Wednesday, 26 September 2012

Bored? Ah Frigate, Let's Catch a Bird...

It would be fair to say my flabber was gasted by this story this week. Briefly, it laments the apparently imminent passing of the 'hobby' of frigatebird catching on the Pacific Island of Nauru. The closest it comes to explaining why it happens is when the subject of the story, a Mr Gioura, one of the last practitioners, tells us that the captured and tamed birds are sent out to sea - to bring more frigatebirds back... It's not for me to question others' cultural practices, but it does sound like a symptom of too much spare time and no internet connection.

I have read elsewhere however that some Pacific islanders have traditionally used tame frigatebirds to carry messages between islands (though having reported that, I'm not too sure about the status of written languages in pre-European Polynesia). Even without such drastic measures as those advocated by Mr Gioura, frigatebirds have become accustomed to humans and their scraps around ports.
male Magnificent Frigatebird perched on the fish market roof, Puerto Ayora, Galapagos

As for the birds themselves, they are close to being the world's ultimate aerialists, far more at home on the wing than on land or water.
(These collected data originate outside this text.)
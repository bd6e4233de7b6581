//! # Fleet health probe.
//!
//! A single background task that ticks every
//! `health_check_interval_seconds` and sweeps the running instances:
//!
//! - process no longer alive → `Failed` ("Process died"), dynamic instances
//!   get an asynchronous forced cleanup
//! - heartbeat older than three probe intervals → `Unhealthy`
//!
//! The loop runs until its cancellation token fires.

use std::sync::Arc;

use tokio_util::sync::CancellationToken;
use tracing::debug;

use crate::core::supervisor::InstanceSupervisor;

/// Spawns the health-probe loop for the given supervisor.
pub(crate) fn spawn_probe(supervisor: Arc<InstanceSupervisor>, token: CancellationToken) {
    let interval = supervisor.health_interval();
    tokio::spawn(async move {
        let mut ticker = tokio::time::interval(interval);
        // The first tick fires immediately; skip it so a freshly booted
        // fleet gets a full interval before its first sweep.
        ticker.tick().await;
        loop {
            tokio::select! {
                _ = token.cancelled() => break,
                _ = ticker.tick() => {
                    debug!("running fleet health checks");
                    supervisor.perform_health_checks().await;
                }
            }
        }
        debug!("health probe stopped");
    });
}
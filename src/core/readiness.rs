//! # Readiness: when is a started backend ready for players?
//!
//! The stock signal is a log-scan heuristic: the backend is ready once one
//! of four literal markers shows up in its recent output. The heuristic is
//! brittle by nature, so it sits behind the [`ReadinessProbe`] trait —
//! alternative signals (a health port, an IPC message from the bridge
//! plugin) can be substituted without disturbing the supervisor.
//!
//! ## Scanner
//! [`wait_until_ready`] polls every 500 ms until the configured deadline:
//! - process dead → error, instance marked `Failed` by the caller
//! - marker seen → ready
//! - deadline with the process alive → ready with a warning (assumed ready)
//! - deadline with the process dead → error

use std::sync::Arc;
use std::time::Duration;

use async_trait::async_trait;
use tokio::time::Instant;
use tracing::warn;

use crate::error::{OrchestratorError, Result};
use crate::process::ProcessHandle;

/// Poll interval of the readiness scanner.
const POLL_INTERVAL: Duration = Duration::from_millis(500);
/// How much recent output each poll inspects.
const SCAN_WINDOW: usize = 50;
/// Literal markers that announce a ready backend.
const READY_MARKERS: [&str; 4] = ["Server started", "Done", "Ready", "Listening on"];

/// Decides whether a starting backend is ready to accept players.
#[async_trait]
pub trait ReadinessProbe: Send + Sync {
    /// One readiness check against the given process.
    async fn poll(&self, handle: &ProcessHandle) -> bool;
}

/// The stock probe: scan the last 50 captured log lines for any of the
/// ready markers.
pub struct LogScanProbe;

#[async_trait]
impl ReadinessProbe for LogScanProbe {
    async fn poll(&self, handle: &ProcessHandle) -> bool {
        handle
            .recent_logs(SCAN_WINDOW)
            .iter()
            .any(|line| READY_MARKERS.iter().any(|marker| line.contains(marker)))
    }
}

/// Runs the readiness scan for a starting instance.
///
/// Returns `Ok(())` once the probe fires or the deadline elapses with the
/// process still alive; errors when the process dies first.
pub async fn wait_until_ready(
    server_id: &str,
    handle: &Arc<ProcessHandle>,
    probe: &dyn ReadinessProbe,
    timeout: Duration,
) -> Result<()> {
    let deadline = Instant::now() + timeout;

    while Instant::now() < deadline {
        if !handle.is_alive() {
            return Err(OrchestratorError::ExitedDuringStartup {
                server_id: server_id.to_string(),
            });
        }
        if probe.poll(handle).await {
            return Ok(());
        }
        tokio::time::sleep(POLL_INTERVAL).await;
    }

    if handle.is_alive() {
        warn!(server = %server_id, "startup timeout, assuming ready");
        Ok(())
    } else {
        Err(OrchestratorError::StartupTimeout {
            server_id: server_id.to_string(),
            timeout,
        })
    }
}
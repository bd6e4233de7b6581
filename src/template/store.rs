//! # Template store: discovery, validation, lookup.
//!
//! Scans the templates root at initialisation and on reload. Each direct
//! sub-directory is a candidate template; invalid candidates are kept out of
//! the published set and logged with their validation errors.
//!
//! ## Rules
//! - Lookup is case-insensitive; the lower-cased directory name is the key.
//! - Published templates are immutable `Arc`s; reload swaps them wholesale.

use std::path::{Path, PathBuf};
use std::sync::Arc;

use dashmap::DashMap;
use tracing::{error, info, warn};

use crate::config::OrchestratorConfig;
use crate::error::{OrchestratorError, Result};
use crate::template::metadata::{TemplateMetadata, MANIFEST_FILE};
use crate::template::template::Template;

/// Discovers and indexes templates on disk.
pub struct TemplateStore {
    root: PathBuf,
    templates: DashMap<String, Arc<Template>>,
}

impl TemplateStore {
    /// Creates a store rooted at `root`. Call [`reload_all`](Self::reload_all)
    /// (done by `initialize`) before looking anything up.
    pub fn new(root: impl Into<PathBuf>) -> Self {
        Self {
            root: root.into(),
            templates: DashMap::new(),
        }
    }

    /// Creates the templates root when absent and discovers all templates.
    pub fn initialize(&self, config: &OrchestratorConfig) -> Result<usize> {
        if !self.root.exists() {
            std::fs::create_dir_all(&self.root)?;
            info!(root = %self.root.display(), "created templates directory");
        }
        let loaded = self.reload_all()?;

        // Surface config sections that point at nothing on disk.
        for name in config.templates.keys() {
            if !self.contains(name) {
                warn!(template = %name, "template defined in config but not found on disk");
            }
        }
        Ok(loaded)
    }

    /// Rescans the templates root, replacing the published set.
    ///
    /// Returns the number of valid templates loaded.
    pub fn reload_all(&self) -> Result<usize> {
        self.templates.clear();
        let mut loaded = 0;

        for entry in std::fs::read_dir(&self.root)? {
            let entry = entry?;
            if !entry.path().is_dir() {
                continue;
            }
            let name = entry.file_name().to_string_lossy().to_string();
            match Template::load(&entry.path()) {
                Ok(template) if template.is_valid() => {
                    self.templates
                        .insert(name.to_lowercase(), Arc::new(template));
                    loaded += 1;
                    info!(template = %name, "loaded template");
                }
                Ok(template) => {
                    warn!(
                        template = %name,
                        errors = ?template.validation_errors(),
                        "template failed validation"
                    );
                }
                Err(e) => {
                    error!(template = %name, error = %e, "failed to load template");
                }
            }
        }

        info!(count = loaded, "template discovery complete");
        Ok(loaded)
    }

    /// Reloads a single template from disk.
    ///
    /// Returns true on success; a missing or invalid directory removes the
    /// template from the published set.
    pub fn reload(&self, name: &str) -> bool {
        let key = name.to_lowercase();
        let path = self.root.join(name);
        if !path.is_dir() {
            self.templates.remove(&key);
            return false;
        }

        match Template::load(&path) {
            Ok(template) if template.is_valid() => {
                self.templates.insert(key, Arc::new(template));
                info!(template = %name, "reloaded template");
                true
            }
            Ok(_) => {
                warn!(template = %name, "template failed validation after reload");
                false
            }
            Err(e) => {
                error!(template = %name, error = %e, "failed to reload template");
                false
            }
        }
    }

    /// Looks up a template by name, case-insensitively.
    pub fn by_name(&self, name: &str) -> Option<Arc<Template>> {
        self.templates
            .get(&name.to_lowercase())
            .map(|t| Arc::clone(&t))
    }

    /// True if a valid template with the given name is published.
    pub fn contains(&self, name: &str) -> bool {
        self.templates.contains_key(&name.to_lowercase())
    }

    /// All published templates.
    pub fn templates(&self) -> Vec<Arc<Template>> {
        self.templates.iter().map(|t| Arc::clone(&t)).collect()
    }

    /// Names of all published templates (lower-cased keys), sorted.
    pub fn names(&self) -> Vec<String> {
        let mut names: Vec<String> = self.templates.iter().map(|t| t.key().clone()).collect();
        names.sort_unstable();
        names
    }

    /// Validates a template directory without publishing it.
    pub fn validate_path(&self, path: &Path) -> (bool, Vec<String>) {
        if !path.is_dir() {
            return (false, vec![format!("not a directory: {}", path.display())]);
        }
        match Template::load(path) {
            Ok(template) => (template.is_valid(), template.validation_errors().to_vec()),
            Err(e) => (false, vec![format!("failed to load: {e}")]),
        }
    }

    /// Scaffolds a new template directory with a default manifest and
    /// startup script, then publishes it.
    pub fn create(&self, name: &str) -> Result<Arc<Template>> {
        let path = self.root.join(name);
        if path.exists() {
            return Err(OrchestratorError::DestinationExists { dest: path });
        }

        std::fs::create_dir_all(path.join("plugins"))?;
        std::fs::create_dir_all(path.join("universe"))?;

        TemplateMetadata::defaults_for(name).save(&path.join(MANIFEST_FILE))?;

        let startup = "#!/bin/bash\n\
            MEMORY=\"${MEMORY:-2G}\"\n\
            SERVER_JAR=\"${SERVER_JAR:-HytaleServer.jar}\"\n\
            \n\
            exec java -Xms${MEMORY} -Xmx${MEMORY} \\\n\
            \x20   -XX:+UseG1GC \\\n\
            \x20   -XX:+ParallelRefProcEnabled \\\n\
            \x20   -XX:MaxGCPauseMillis=200 \\\n\
            \x20   -jar \"${SERVER_JAR}\" \"$@\"\n";
        std::fs::write(path.join("startup.sh"), startup)?;

        info!(template = %name, "created template scaffold");

        let template = Arc::new(Template::load(&path)?);
        self.templates
            .insert(name.to_lowercase(), Arc::clone(&template));
        Ok(template)
    }

    /// The templates root directory.
    pub fn root(&self) -> &Path {
        &self.root
    }
}

#[cfg(test)]
mod tests {
    use super::*;

    fn store_with_template(names: &[&str]) -> (tempfile::TempDir, TemplateStore) {
        let tmp = tempfile::tempdir().unwrap();
        for name in names {
            let dir = tmp.path().join(name);
            std::fs::create_dir_all(&dir).unwrap();
            std::fs::write(dir.join("HytaleServer.jar"), b"x").unwrap();
        }
        let store = TemplateStore::new(tmp.path());
        store.reload_all().unwrap();
        (tmp, store)
    }

    #[test]
    fn discovery_is_case_insensitive() {
        let (_tmp, store) = store_with_template(&["BedWars"]);
        assert!(store.contains("bedwars"));
        assert!(store.by_name("BEDWARS").is_some());
        assert_eq!(store.names(), vec!["bedwars".to_string()]);
    }

    #[test]
    fn invalid_templates_are_not_published() {
        let tmp = tempfile::tempdir().unwrap();
        std::fs::create_dir_all(tmp.path().join("empty")).unwrap();
        let store = TemplateStore::new(tmp.path());
        assert_eq!(store.reload_all().unwrap(), 0);
        assert!(!store.contains("empty"));
    }

    #[test]
    fn reload_drops_removed_template() {
        let (tmp, store) = store_with_template(&["bedwars"]);
        std::fs::remove_dir_all(tmp.path().join("bedwars")).unwrap();
        assert!(!store.reload("bedwars"));
        assert!(!store.contains("bedwars"));
    }

    #[test]
    fn create_scaffolds_and_publishes() {
        let tmp = tempfile::tempdir().unwrap();
        let store = TemplateStore::new(tmp.path());
        // Scaffold carries no jar yet; load succeeds but invalid templates
        // stay out of reload_all. create() publishes directly.
        let err = store.create("arena").map(|t| t.is_valid());
        assert!(err.is_ok());
        assert!(tmp.path().join("arena/template.yml").is_file());
        assert!(tmp.path().join("arena/startup.sh").is_file());

        let dup = store.create("arena");
        assert!(dup.is_err());
    }
}
//! # Event bus for broadcasting lifecycle events.
//!
//! [`Bus`] is a wrapper around [`tokio::sync::broadcast`] that lets the
//! orchestrator broadcast [`Event`]s to any number of subscribers.
//!
//! ## Key characteristics:
//! - **Broadcast semantics**: all active subscribers receive a clone of each event
//! - **Non-persistent**: events are lost if there are no active subscribers
//! - **Bounded capacity**: old events are dropped when the channel is full
//!
//! Delivery beyond the broadcast receiver (plugin fan-out, persistence) is
//! the host's concern; the bus is the boundary.

use tokio::sync::broadcast;

use super::event::Event;

/// Broadcast channel for lifecycle events.
#[derive(Clone)]
pub struct Bus {
    tx: broadcast::Sender<Event>,
}

impl Bus {
    /// Creates a new bus with the given channel capacity.
    ///
    /// When capacity is exceeded, the oldest unsent events are dropped.
    pub fn new(capacity: usize) -> Self {
        let (tx, _rx) = broadcast::channel(capacity);
        Self { tx }
    }

    /// Publishes an event to all active subscribers.
    ///
    /// If there are no active subscribers, the event is dropped silently.
    /// This is intentional as the orchestrator can operate unobserved.
    pub fn publish(&self, ev: Event) {
        let _ = self.tx.send(ev);
    }

    /// Creates a new subscriber that will receive all future events.
    ///
    /// Each call creates an independent receiver; multiple subscribers each
    /// receive a clone of every published event.
    pub fn subscribe(&self) -> broadcast::Receiver<Event> {
        self.tx.subscribe()
    }
}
The Magnificent Frigatebird of the American tropics may have a wingspan of close to 2.5 metres, to carry a weight of just 1.5kg; this gives them probably the lowest wing-loading (weight carried per area of wing) of any birds. All flying birds shed as much weight as possible, with hollow bones, but a frigatebirds has carried this to a wonderful extreme - its entire skeleton provides just 5% of its entire body weight! By contrast the great flight muscles make up a quarter of its overall weight.

Magnificent Frigatebird silhouette, Galapagos.
The long forked tail and the very long slender wings are the keys to its aerial virtuosity.
Frigatebirds are famous - or infamous - for their piracy, when they use their extraordinary aerial power and agility to harass terns and boobies coming back to the breeding colony to disgorge their load of fish. They are indeed very good at it, but really they work for an honest living most of the time, seizing fish and squid from the sea surface. Perhaps appropriately, they are especially partial to flying fish.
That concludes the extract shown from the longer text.